Les films de Wes Anderson, après consommation, me laissent toujours un arrière gout de friandise. L'affiche du film, avec son Hôtel gâteau géant, annonçait avant la projection les velléités sucrées et gourmandes de l'édifice. Wes Anderson est avant tout un peintre. Les plans comme les décors sont pensés comme des tableaux dans lesquels évoluent les personnages. Même les mouvements de caméra, vifs et unidirectionnels, participent à cette immersion, transformant le spectateur en lecteur de bd. Il y a une certaine parentée avec Buster Keaton : vitesse et mélancolie.
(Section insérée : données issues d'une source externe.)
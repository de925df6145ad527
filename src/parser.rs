use crate::models::CsvRow;

pub const COL_DATE: &str = "Date";
pub const COL_TYPE: &str = "Type";
pub const COL_DESCRIPTION: &str = "Merchant/Description";
pub const COL_AMOUNT: &str = "Debit/Credit";
pub const COL_BALANCE: &str = "Balance";

/// Lines containing this are statement footers, not transactions.
const FOOTER_MARKER: &str = "Arranged overdraft limit";

/// Parse a semicolon-delimited statement export into rows keyed by the header line.
///
/// Blank lines, footer lines and lines with fewer fields than the header are dropped
/// without error. Fields are split verbatim on `;` (no quote handling) and trimmed.
pub fn parse_statement(text: &str) -> Vec<CsvRow> {
    let mut rdr = csv::ReaderBuilder::new()
        .delimiter(b';')
        .has_headers(false)
        .flexible(true)
        .quoting(false)
        .trim(csv::Trim::All)
        .from_reader(text.as_bytes());

    let mut records = rdr.records().filter_map(|r| r.ok());
    let Some(header) = records.next() else {
        return Vec::new();
    };
    let columns: Vec<String> = header.iter().map(str::to_string).collect();
    let mut rows = Vec::new();

    for record in records {
        // A whitespace-only line comes through as a single empty field.
        if record.len() == 1 && record[0].is_empty() {
            continue;
        }
        if record.iter().any(|f| f.contains(FOOTER_MARKER)) {
            continue;
        }
        if record.len() < columns.len() {
            continue;
        }
        let mut row = CsvRow::default();
        for (column, value) in columns.iter().zip(record.iter()) {
            row.insert(column, value);
        }
        rows.push(row);
    }
    rows
}

#[cfg(test)]
mod tests {
    use super::*;

    const HEADER: &str = "Date;Type;Merchant/Description;Debit/Credit;Balance";

    fn statement(lines: &[&str]) -> String {
        let mut text = String::from(HEADER);
        for line in lines {
            text.push('\n');
            text.push_str(line);
        }
        text
    }

    #[test]
    fn test_rows_keyed_by_header() {
        let text = statement(&["05/03/2024;DEBIT;TESCO STORES;-£12.50;£987.50"]);
        let rows = parse_statement(&text);
        assert_eq!(rows.len(), 1);
        assert_eq!(rows[0].get(COL_DATE), Some("05/03/2024"));
        assert_eq!(rows[0].get(COL_TYPE), Some("DEBIT"));
        assert_eq!(rows[0].get(COL_DESCRIPTION), Some("TESCO STORES"));
        assert_eq!(rows[0].get(COL_AMOUNT), Some("-£12.50"));
        assert_eq!(rows[0].get(COL_BALANCE), Some("£987.50"));
    }

    #[test]
    fn test_values_and_header_are_trimmed() {
        let text = " Date ; Type ;Merchant/Description; Debit/Credit ;Balance\n 01/02/2024 ; FPI ;  ACME  ; +£5.00 ; £5.00 ";
        let rows = parse_statement(text);
        assert_eq!(rows[0].get(COL_DATE), Some("01/02/2024"));
        assert_eq!(rows[0].get(COL_DESCRIPTION), Some("ACME"));
        assert_eq!(rows[0].get(COL_AMOUNT), Some("+£5.00"));
    }

    #[test]
    fn test_empty_values_are_omitted() {
        let text = statement(&["05/03/2024;DEBIT;;-£12.50;"]);
        let rows = parse_statement(&text);
        assert_eq!(rows.len(), 1);
        assert_eq!(rows[0].get(COL_DESCRIPTION), None);
        assert_eq!(rows[0].get(COL_BALANCE), None);
        assert_eq!(rows[0].get(COL_TYPE), Some("DEBIT"));
    }

    #[test]
    fn test_drops_blank_footer_and_short_lines() {
        let text = statement(&[
            "05/03/2024;DEBIT;TESCO;-£12.50;£987.50",
            "",
            "   ",
            "06/03/2024;DEBIT;SHORT",
            "Arranged overdraft limit;;;;",
            "07/03/2024;FPI;SALARY;+£1000.00;£1987.50",
            "",
            "",
        ]);
        let rows = parse_statement(&text);
        assert_eq!(rows.len(), 2);
        assert_eq!(rows[0].get(COL_DESCRIPTION), Some("TESCO"));
        assert_eq!(rows[1].get(COL_DESCRIPTION), Some("SALARY"));
    }

    #[test]
    fn test_trailing_blank_lines_do_not_change_count() {
        let body = ["05/03/2024;DEBIT;TESCO;-£12.50;£987.50"];
        let plain = parse_statement(&statement(&body));
        let padded = parse_statement(&format!("{}\n\n\n", statement(&body)));
        assert_eq!(plain.len(), padded.len());
    }

    #[test]
    fn test_crlf_line_endings() {
        let text = format!("{HEADER}\r\n05/03/2024;DEBIT;TESCO;-£12.50;£987.50\r\n");
        let rows = parse_statement(&text);
        assert_eq!(rows.len(), 1);
        assert_eq!(rows[0].get(COL_BALANCE), Some("£987.50"));
    }

    #[test]
    fn test_extra_fields_are_ignored() {
        let text = statement(&["05/03/2024;DEBIT;TESCO;-£12.50;£987.50;extra"]);
        let rows = parse_statement(&text);
        assert_eq!(rows.len(), 1);
        assert_eq!(rows[0].get("extra"), None);
    }

    #[test]
    fn test_all_empty_fields_still_form_a_row() {
        let rows = parse_statement(&statement(&[";;;;"]));
        assert_eq!(rows.len(), 1);
        assert_eq!(rows[0], CsvRow::default());
    }

    #[test]
    fn test_parsing_is_repeatable() {
        let text = statement(&[
            "05/03/2024;DEBIT;TESCO;-£12.50;£987.50",
            "07/03/2024;FPI;SALARY;+£1000.00;£1987.50",
        ]);
        assert_eq!(parse_statement(&text), parse_statement(&text));
    }

    #[test]
    fn test_header_only_or_empty_input() {
        assert!(parse_statement(HEADER).is_empty());
        assert!(parse_statement("").is_empty());
    }
}
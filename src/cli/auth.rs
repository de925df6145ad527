use crate::cli::open_db;
use crate::error::Result;
use crate::session::sign_in;
use crate::settings::{load_settings, save_settings};

pub fn login(email: &str) -> Result<()> {
    let conn = open_db()?;
    let user = sign_in(&conn, email)?;
    let mut settings = load_settings();
    settings.session = Some(user.email.clone());
    save_settings(&settings)?;
    println!("Signed in as {}", user.email);
    Ok(())
}

pub fn logout() -> Result<()> {
    let mut settings = load_settings();
    match settings.session.take() {
        Some(email) => {
            save_settings(&settings)?;
            println!("Signed out {email}");
        }
        None => println!("Not signed in."),
    }
    Ok(())
}
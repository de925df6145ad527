use rusqlite::{Connection, OptionalExtension};
use tracing::info;

use crate::error::{LedgerError, Result};
use crate::models::UserContext;

fn normalize_email(email: &str) -> Result<String> {
    let email = email.trim().to_lowercase();
    match email.split_once('@') {
        Some((local, domain)) if !local.is_empty() && !domain.is_empty() => Ok(email),
        _ => Err(LedgerError::Other(format!("Not an email address: {email}"))),
    }
}

/// Find the user with this email, creating the row on first sign-in.
pub fn sign_in(conn: &Connection, email: &str) -> Result<UserContext> {
    let email = normalize_email(email)?;
    conn.execute("INSERT OR IGNORE INTO users (email) VALUES (?1)", [&email])?;
    let id: i64 = conn.query_row("SELECT id FROM users WHERE email = ?1", [&email], |r| r.get(0))?;
    info!(user_id = id, "signed in");
    Ok(UserContext { id, email })
}

/// Resolve the session email to a user. Fails when nobody is signed in or the
/// session names a user this database does not know.
pub fn current_user(conn: &Connection, session: Option<&str>) -> Result<UserContext> {
    let email = session.ok_or(LedgerError::NotSignedIn)?;
    let id: Option<i64> = conn
        .query_row("SELECT id FROM users WHERE email = ?1", [email], |r| r.get(0))
        .optional()?;
    let id = id.ok_or(LedgerError::NotSignedIn)?;
    Ok(UserContext {
        id,
        email: email.to_string(),
    })
}

#[cfg(test)]
mod tests {
    use super::*;
    use crate::db::{get_connection, init_db};

    fn test_db() -> (tempfile::TempDir, Connection) {
        let dir = tempfile::tempdir().unwrap();
        let conn = get_connection(&dir.path().join("test.db")).unwrap();
        init_db(&conn).unwrap();
        (dir, conn)
    }

    #[test]
    fn test_sign_in_is_get_or_create() {
        let (_dir, conn) = test_db();
        let first = sign_in(&conn, "Me@Example.com ").unwrap();
        let again = sign_in(&conn, "me@example.com").unwrap();
        assert_eq!(first, again);
        assert_eq!(first.email, "me@example.com");
        let count: i64 = conn.query_row("SELECT count(*) FROM users", [], |r| r.get(0)).unwrap();
        assert_eq!(count, 1);
    }

    #[test]
    fn test_sign_in_rejects_non_email() {
        let (_dir, conn) = test_db();
        assert!(sign_in(&conn, "nobody").is_err());
        assert!(sign_in(&conn, "@example.com").is_err());
    }

    #[test]
    fn test_current_user_requires_session() {
        let (_dir, conn) = test_db();
        assert!(matches!(current_user(&conn, None), Err(LedgerError::NotSignedIn)));
        assert!(matches!(
            current_user(&conn, Some("ghost@example.com")),
            Err(LedgerError::NotSignedIn)
        ));
        let user = sign_in(&conn, "me@example.com").unwrap();
        assert_eq!(current_user(&conn, Some("me@example.com")).unwrap(), user);
    }
}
La maitrise stylistique de M. Anderson n'étant plus à démontrer, qu'en est-il de l'histoire et des personnages.Le scénario enchaine les moments burlesques avec les scènes de profonde mélancolie. Véritable narration protéiforme, on se laisse happer par le rythme frénétique. Souvent à la limite de la digression, Wes Anderson réussit toujours à recadrer sur son personnage central, le croustillant M Gustave. Car le centre du film, c'est bien lui. Moustachu dandy, tiré à quatre épingles, capable de placer les mots délectable et merde dans la même phrase, cynique, téméraire, rêveur. Attachant et déroutant, sa personnalité contrastée est mise en valeur par le procédé narratif de la voix off, celle de son lobby boy, Zéro Mustafa. Zéro, comme son nom l'indique, n'est que l'ombre de M. Gustav, une ombre effacée mais qui lui permet de s'épanouir et de s'évader de sa propre solitude.
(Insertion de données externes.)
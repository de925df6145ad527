mod classifier;
mod cli;
mod db;
mod error;
mod fmt;
mod importer;
mod ledger;
mod models;
mod parser;
mod reports;
mod session;
mod settings;
mod store;

use std::io::stderr;

use clap::Parser;
use tracing::level_filters::LevelFilter;
use tracing_subscriber::layer::SubscriberExt;
use tracing_subscriber::util::SubscriberInitExt;
use tracing_subscriber::Layer;

use cli::{Cli, Commands};
use settings::load_settings;

fn parse_log_level(level: &str) -> LevelFilter {
    match level.to_lowercase().as_str() {
        "off" => LevelFilter::OFF,
        "trace" => LevelFilter::TRACE,
        "debug" => LevelFilter::DEBUG,
        "info" => LevelFilter::INFO,
        "warn" => LevelFilter::WARN,
        "error" => LevelFilter::ERROR,
        _ => {
            eprintln!("Invalid log level '{level}', defaulting to 'warn'");
            LevelFilter::WARN
        }
    }
}

fn setup_logging(level: LevelFilter) {
    // stdout carries command output; logs go to stderr.
    let terminal_log = tracing_subscriber::fmt::layer()
        .with_target(false)
        .with_writer(stderr)
        .with_filter(level);

    tracing_subscriber::registry().with(terminal_log).init();
}

fn main() {
    let cli = Cli::parse();

    let level = cli.log_level.clone().unwrap_or_else(|| load_settings().log_level);
    setup_logging(parse_log_level(&level));

    let result = match cli.command {
        Commands::Init { data_dir } => cli::init::run(data_dir),
        Commands::Login { email } => cli::auth::login(&email),
        Commands::Logout => cli::auth::logout(),
        Commands::Dashboard { filter } => cli::dashboard::run(&filter),
        Commands::Add {
            amount,
            description,
            category,
            kind,
            date,
        } => cli::transactions::add(
            &amount,
            description.as_deref(),
            category.as_deref(),
            kind.as_deref(),
            date.as_deref(),
        ),
        Commands::List { filter } => cli::transactions::list(&filter),
        Commands::Delete { id } => cli::transactions::delete(id),
        Commands::Import { file, preview } => cli::import::run(&file, preview),
        Commands::Categories => cli::categories::list(),
    };

    if let Err(e) = result {
        eprintln!("Error: {e}");
        std::process::exit(1);
    }
}
use std::path::PathBuf;

use comfy_table::{Cell, Table};

use crate::cli::open_for_user;
use crate::error::Result;
use crate::importer::{import_statement, preview, read_statement};
use crate::parser::{COL_AMOUNT, COL_BALANCE, COL_DATE, COL_DESCRIPTION, COL_TYPE};
use crate::store::SqliteLedger;

pub fn run(file: &str, preview_only: bool) -> Result<()> {
    let (conn, user) = open_for_user()?;
    let text = read_statement(&PathBuf::from(file))?;

    if preview_only {
        return show_preview(&text);
    }

    let mut store = SqliteLedger::new(&conn);
    let report = import_statement(&mut store, &user, &text);
    println!("{}", report.summary);
    println!("{} transactions on record", report.recent.len());
    Ok(())
}

fn show_preview(text: &str) -> Result<()> {
    let preview = preview(text);
    let columns = [COL_DATE, COL_TYPE, COL_DESCRIPTION, COL_AMOUNT, COL_BALANCE];

    let mut table = Table::new();
    table.set_header(columns.to_vec());
    for row in &preview.rows {
        table.add_row(columns.iter().map(|c| Cell::new(row.get(c).unwrap_or(""))));
    }
    println!("{table}");
    if preview.rows.len() < preview.total {
        println!("Showing first {} of {} transactions", preview.rows.len(), preview.total);
    } else {
        println!("{} transactions found", preview.total);
    }
    Ok(())
}
use std::path::{Path, PathBuf};

use serde::{Deserialize, Serialize};

use crate::error::{LedgerError, Result};

#[derive(Debug, Clone, Serialize, Deserialize)]
pub struct Settings {
    #[serde(default = "default_data_dir_string")]
    pub data_dir: String,
    #[serde(default = "default_log_level")]
    pub log_level: String,
    /// Email of the signed-in user, if any.
    #[serde(default)]
    pub session: Option<String>,
}

fn default_log_level() -> String {
    "warn".to_string()
}

fn default_data_dir_string() -> String {
    default_data_dir().to_string_lossy().to_string()
}

impl Default for Settings {
    fn default() -> Self {
        Self {
            data_dir: default_data_dir_string(),
            log_level: default_log_level(),
            session: None,
        }
    }
}

fn config_dir() -> PathBuf {
    dirs::home_dir()
        .unwrap_or_else(|| PathBuf::from("."))
        .join(".config")
        .join("ledgerly")
}

fn settings_path() -> PathBuf {
    config_dir().join("settings.json")
}

fn default_data_dir() -> PathBuf {
    dirs::home_dir()
        .unwrap_or_else(|| PathBuf::from("."))
        .join("Documents")
        .join("ledgerly")
}

pub fn load_settings_from(path: &Path) -> Settings {
    match std::fs::read_to_string(path) {
        Ok(content) => serde_json::from_str(&content).unwrap_or_default(),
        Err(_) => Settings::default(),
    }
}

pub fn save_settings_to(path: &Path, settings: &Settings) -> Result<()> {
    if let Some(dir) = path.parent() {
        std::fs::create_dir_all(dir)?;
    }
    let json = serde_json::to_string_pretty(settings)
        .map_err(|e| LedgerError::Settings(e.to_string()))?;
    std::fs::write(path, format!("{json}\n"))?;
    Ok(())
}

pub fn load_settings() -> Settings {
    load_settings_from(&settings_path())
}

pub fn save_settings(settings: &Settings) -> Result<()> {
    save_settings_to(&settings_path(), settings)
}

pub fn get_data_dir() -> PathBuf {
    PathBuf::from(&load_settings().data_dir)
}
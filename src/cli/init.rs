use std::path::PathBuf;

use crate::db::open;
use crate::error::Result;
use crate::settings::{load_settings, save_settings};

pub fn run(data_dir: Option<String>) -> Result<()> {
    let mut settings = load_settings();
    if let Some(dir) = data_dir {
        settings.data_dir = shellexpand_path(&dir);
    }
    save_settings(&settings)?;

    let resolved = PathBuf::from(&settings.data_dir);
    open(&resolved)?;

    println!("Initialized ledgerly at {}", resolved.display());
    Ok(())
}

fn shellexpand_path(path: &str) -> String {
    if path.starts_with('~') {
        if let Some(home) = dirs::home_dir() {
            return path.replacen('~', &home.to_string_lossy(), 1);
        }
    }
    std::fs::canonicalize(path)
        .unwrap_or_else(|_| PathBuf::from(path))
        .to_string_lossy()
        .to_string()
}
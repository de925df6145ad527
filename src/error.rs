use thiserror::Error;

#[derive(Error, Debug)]
pub enum LedgerError {
    #[error("Database error: {0}")]
    Db(#[from] rusqlite::Error),

    #[error("IO error: {0}")]
    Io(#[from] std::io::Error),

    #[error("Row rejected: {0}")]
    Classify(#[from] crate::classifier::ClassifyError),

    #[error("Not signed in. Run `ledgerly login --email <address>` first.")]
    NotSignedIn,

    #[error("Invalid amount: {0} (must be a number greater than zero)")]
    InvalidAmount(String),

    #[error("Invalid date: {0} (expected YYYY-MM-DD)")]
    InvalidDate(String),

    #[error("Unknown category: {0}")]
    UnknownCategory(String),

    #[error("Category {category} does not apply to {kind} transactions")]
    CategoryMismatch { category: String, kind: String },

    #[error("Transaction not found: {0}")]
    TransactionNotFound(i64),

    #[error("Settings error: {0}")]
    Settings(String),

    #[error("{0}")]
    Other(String),
}

pub type Result<T> = std::result::Result<T, LedgerError>;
Pour le reste du casting, c'est un florilège de seconds rôles souvent évanescents mais qui restent tatoués sur la rétine malgré leurs passages fugaces. A part chez Soderberg, j'ai rarement vu une telle concentration d'acteurs connus et reconnus. Un luxe certes, mais un vrai plaisir de cinéphile.
Bien sur, on pourra toujours reprocher au film son manque de profondeur, son tape à l'œil clinquant et ses acteurs vedettes sous employés. Mais lorsque la fin est arrivée, le plaisir était là, puissant, après une longue et douce ascension. Et comme avec un bon gâteau, une fois la première part engloutie, on ne désire qu'une chose : se resservir...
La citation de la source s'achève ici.